By that evening the stupid plastic streamers had been removed from the ends of the hand grips and I had become competent enough to ride in the small confines of the family driveway. And irritated that I had to sit still for pictures when I could be riding instead. From that day onward the golden Sting-Ray was my constant companion.
I grew up in an era when summer days were kind of like going to work. After a “Bye, Mom” I would leave the house and ride to one of my friends’ houses. From there we would do whatever young boys do at various houses or just around the neighborhood. My Sting-Ray gave me that freedom to roam with my buds in our suburban subdivision.
By 1970 I was ready for an upgrade. The gold Sting-Ray was traded for a Pea Picker – the green version of the Sting-Ray “Krate” series that ran from 1968-73. It synced right up with the Muscle Car Era and was the Hemi ‘Cuda of kids’ bikes. Except in actual performance because my friends who got more practical bikes with bigger wheels would leave me huffing and puffing to keep up. It was the first vehicle I wrecked (a tale I have told before) and judging from the prices I have seen, I wish I had that one back.
But I digress. The Schwinn Sting-Ray may be the most famous bike of its era. Every kid who grew up during “The Wonder Years” either had one or wanted one. It was the “it” bike. According to the folks at bikehistory.org, the Sting-Ray was not something Schwinn intended to build. But Al Fritz, Schwinn’s director of research and development had noticed that kids in California were customizing twenty inch bikes in ways that made them mimic motorcycles. Banana seats and chopper-style handlebars transformed the entire attitude of the bike. Fritz built a prototype to present to Schwinn management. Which was amused by the idea, but gave the go-ahead anyway.
To everyone’s surprise, Schwinn sold over forty five thousand of them within the first couple of months of its 1963 introduction, a number that would have been higher but for limited supplies of tires. For some perspective, a 10,000 unit run for a popular model had been considered a success.
As reported in a piece at bikemag.com, Schwinn sold two million Sting-Rays during the first five years of the model’s run. When adding similar bikes from other manufacturers, the Sting-Ray style of bike accounted for a full 60% of bike sales in the US in the mid ’60s. In the Sting-Ray, Schwinn had built the 1965 Ford Mustang of the kids’ bike world, except that the Schwinn had a much longer run.
Fast forward about twenty-five years. My eldest son had outgrown his training wheel bike and was ready for a two wheeler. When you have children with January birthdays, there is a problem. You know those stores that are brimming with all kinds of things for kids between Thanksgiving and Christmas? (Or at least they were in the late 90’s.) Did you ever go back and check the shelves in mid-January? I did and found the place picked clean of interesting kids’ bicycles, a situation I lamented about at the office.
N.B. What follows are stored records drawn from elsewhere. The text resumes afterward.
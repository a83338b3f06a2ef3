//! Model training stage
//!
//! Joins features to simulated labels, splits off a validation set, fits
//! the configured classifier and persists the artifact and its evaluation
//! report. Rows without a label (excluded households) never enter training.

use ndarray::{Array1, Array2};
use rustc_hash::FxHashMap;

use crate::algorithm::train_validation_split;
use crate::classifier::artifact::timestamp_now;
use crate::classifier::{
    BoostedStumps, EvaluationReport, FittedClassifier, LogisticModel, Metrics, ModelArtifact,
};
use crate::config::{ModelType, PipelineConfig, TrainingConfig};
use crate::error::{Error, Result};
use crate::models::{FEATURE_COLUMNS, FeatureVector, LabeledHousehold};
use crate::pipeline::{Stage, StageSummary};
use crate::utils::{log_operation_start, read_parquet};

/// The model training stage
pub struct TrainStage;

impl Stage for TrainStage {
    fn name(&self) -> &'static str {
        "train-model"
    }

    fn run(&self, config: &PipelineConfig) -> Result<StageSummary> {
        let features_path = config.features_path();
        log_operation_start("training model from", &features_path);

        let features = FeatureVector::from_record_batch(&read_parquet(&features_path)?)?;
        let labels = LabeledHousehold::from_record_batch(&read_parquet(&config.labels_path())?)?;

        let artifact = train_model(&features, &labels, &config.training)?;

        let model_path = config.model_path();
        artifact.save(&model_path)?;
        artifact.report.save(&config.report_path())?;

        log::info!("\n{}", artifact.report.summary());

        Ok(StageSummary {
            stage: self.name(),
            rows_in: features.len(),
            rows_out: artifact.report.n_train + artifact.report.n_validation,
            output: model_path,
        })
    }
}

/// Join, split, fit and evaluate; returns the assembled artifact
pub fn train_model(
    features: &[FeatureVector],
    labels: &[LabeledHousehold],
    config: &TrainingConfig,
) -> Result<ModelArtifact> {
    let (x, y) = assemble_dataset(features, labels)?;
    let n = x.nrows();

    let (train_idx, validation_idx) = train_validation_split(n, config.validation_split, config.seed)?;
    let (x_train, y_train) = select_rows(&x, &y, &train_idx);
    let (x_validation, y_validation) = select_rows(&x, &y, &validation_idx);

    log::info!(
        "fitting {} model on {} rows, validating on {}",
        config.model_type,
        x_train.nrows(),
        x_validation.nrows()
    );

    let classifier = match config.model_type {
        ModelType::Logistic => {
            FittedClassifier::Logistic(LogisticModel::fit(&x_train, &y_train, &config.logistic)?)
        }
        ModelType::GradientBoosting => FittedClassifier::GradientBoosting(BoostedStumps::fit(
            &x_train,
            &y_train,
            &config.boosting,
        )?),
    };

    let report = evaluate(
        &classifier,
        &x_validation,
        &y_validation,
        x_train.nrows(),
        config.model_type,
    )?;

    let feature_names = FEATURE_COLUMNS.iter().map(|s| s.to_string()).collect();
    Ok(ModelArtifact::new(
        feature_names,
        classifier,
        config.clone(),
        report,
    ))
}

/// Join features to labels by identifier and build the dense matrices.
///
/// Only rows that carry a label and a fully dense feature vector survive.
fn assemble_dataset(
    features: &[FeatureVector],
    labels: &[LabeledHousehold],
) -> Result<(Array2<f64>, Array1<f64>)> {
    let label_by_id: FxHashMap<(&str, &str), i32> = labels
        .iter()
        .filter_map(|row| {
            row.label
                .map(|label| ((row.household_id.as_str(), row.person_id.as_str()), label))
        })
        .collect();

    let mut rows: Vec<Vec<f64>> = Vec::new();
    let mut targets: Vec<f64> = Vec::new();
    for feature in features {
        let key = (feature.household_id.as_str(), feature.person_id.as_str());
        let (Some(&label), Some(dense)) = (label_by_id.get(&key), feature.to_dense()) else {
            continue;
        };
        rows.push(dense);
        targets.push(f64::from(label));
    }

    if rows.is_empty() {
        return Err(Error::Training(
            "training set is empty after filtering unlabeled households".to_string(),
        ));
    }

    let n_features = FEATURE_COLUMNS.len();
    let flat: Vec<f64> = rows.into_iter().flatten().collect();
    let x = Array2::from_shape_vec((targets.len(), n_features), flat)
        .map_err(|e| Error::Training(format!("failed to shape the feature matrix: {e}")))?;

    Ok((x, Array1::from_vec(targets)))
}

fn select_rows(x: &Array2<f64>, y: &Array1<f64>, indices: &[usize]) -> (Array2<f64>, Array1<f64>) {
    let n_features = x.ncols();
    let mut flat = Vec::with_capacity(indices.len() * n_features);
    let mut targets = Vec::with_capacity(indices.len());

    for &index in indices {
        flat.extend(x.row(index).iter().copied());
        targets.push(y[index]);
    }

    (
        Array2::from_shape_vec((indices.len(), n_features), flat)
            .expect("selected rows always form a rectangular matrix"),
        Array1::from_vec(targets),
    )
}

fn evaluate(
    classifier: &FittedClassifier,
    x_validation: &Array2<f64>,
    y_validation: &Array1<f64>,
    n_train: usize,
    model_type: ModelType,
) -> Result<EvaluationReport> {
    let scores = classifier.predict_proba(x_validation)?;
    let predictions = scores.mapv(|p| if p >= 0.5 { 1.0 } else { 0.0 });

    let confusion = Metrics::confusion(y_validation, &predictions);
    let roc_auc = Metrics::roc_auc(y_validation, &scores);
    if roc_auc.is_none() {
        log::warn!("validation split holds a single class; ROC AUC is undefined");
    }

    let mut feature_importance: Vec<(String, f64)> = FEATURE_COLUMNS
        .iter()
        .map(|name| name.to_string())
        .zip(classifier.importance())
        .collect();
    feature_importance.sort_by(|a, b| b.1.total_cmp(&a.1));

    Ok(EvaluationReport {
        model_type,
        n_train,
        n_validation: y_validation.len(),
        accuracy: Metrics::accuracy(y_validation, &predictions),
        precision: Metrics::precision(&confusion),
        recall: Metrics::recall(&confusion),
        f1: Metrics::f1_score(&confusion),
        roc_auc,
        confusion,
        feature_importance,
        generated_at: timestamp_now(),
    })
}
One of the secretaries asked if I would want to buy the bike she had bought from an older lawyer in my office. It seems that the yellow Sting-Ray that these folks had bought their son for his birthday in 1976 had been put up for sale and our secretary had purchased it for her son. Unfortunately, the first time he took it out his friends made fun of him for riding an old hand-me-down bike. The lad’s parents gave up and bought him a new bike. I knew the yellow Sting-Ray would be in great shape. The original owners were the kind of people who took care of their things and if that bike had ever spent a night outside, it’s rider undoubtedly found himself in trouble over it.
I drove to the secretary’s house, looked the bike over and handed over what they had paid for it a short while earlier. The first thing I did was take it to a bike shop to get a good lubrication and tune up. The guy at the shop was impressed with its condition and remarked that the seat and hand grips for the yellow bikes were very hard to come by. He also told me that it was built in late 1975, which lined up with what I had been told about its early life.
On the birthday I left a series of clues that would take him on a treasure hunt through the house before he would find his bike. Being a lover of all things classic and knowing what an icon the Sting-Ray was, I presented the bike with the appropriate buildup about this being a genuine classic, far better than anything available in the stores today. All true, and I believed every word I said about it. And still do today.
My son was thrilled. On the first decent day outside he learned how to do two wheels. There is a small church in our neighborhood where each of my kids got their early bike practice. There was a good sized asphalt parking lot that was empty but for an old Dodge van that parked out at one end. Oh, and there was a single wooden light pole smack in the middle of the lot. Which was like a magnet. What do you think each of my children ran into, and more than once? Go figure.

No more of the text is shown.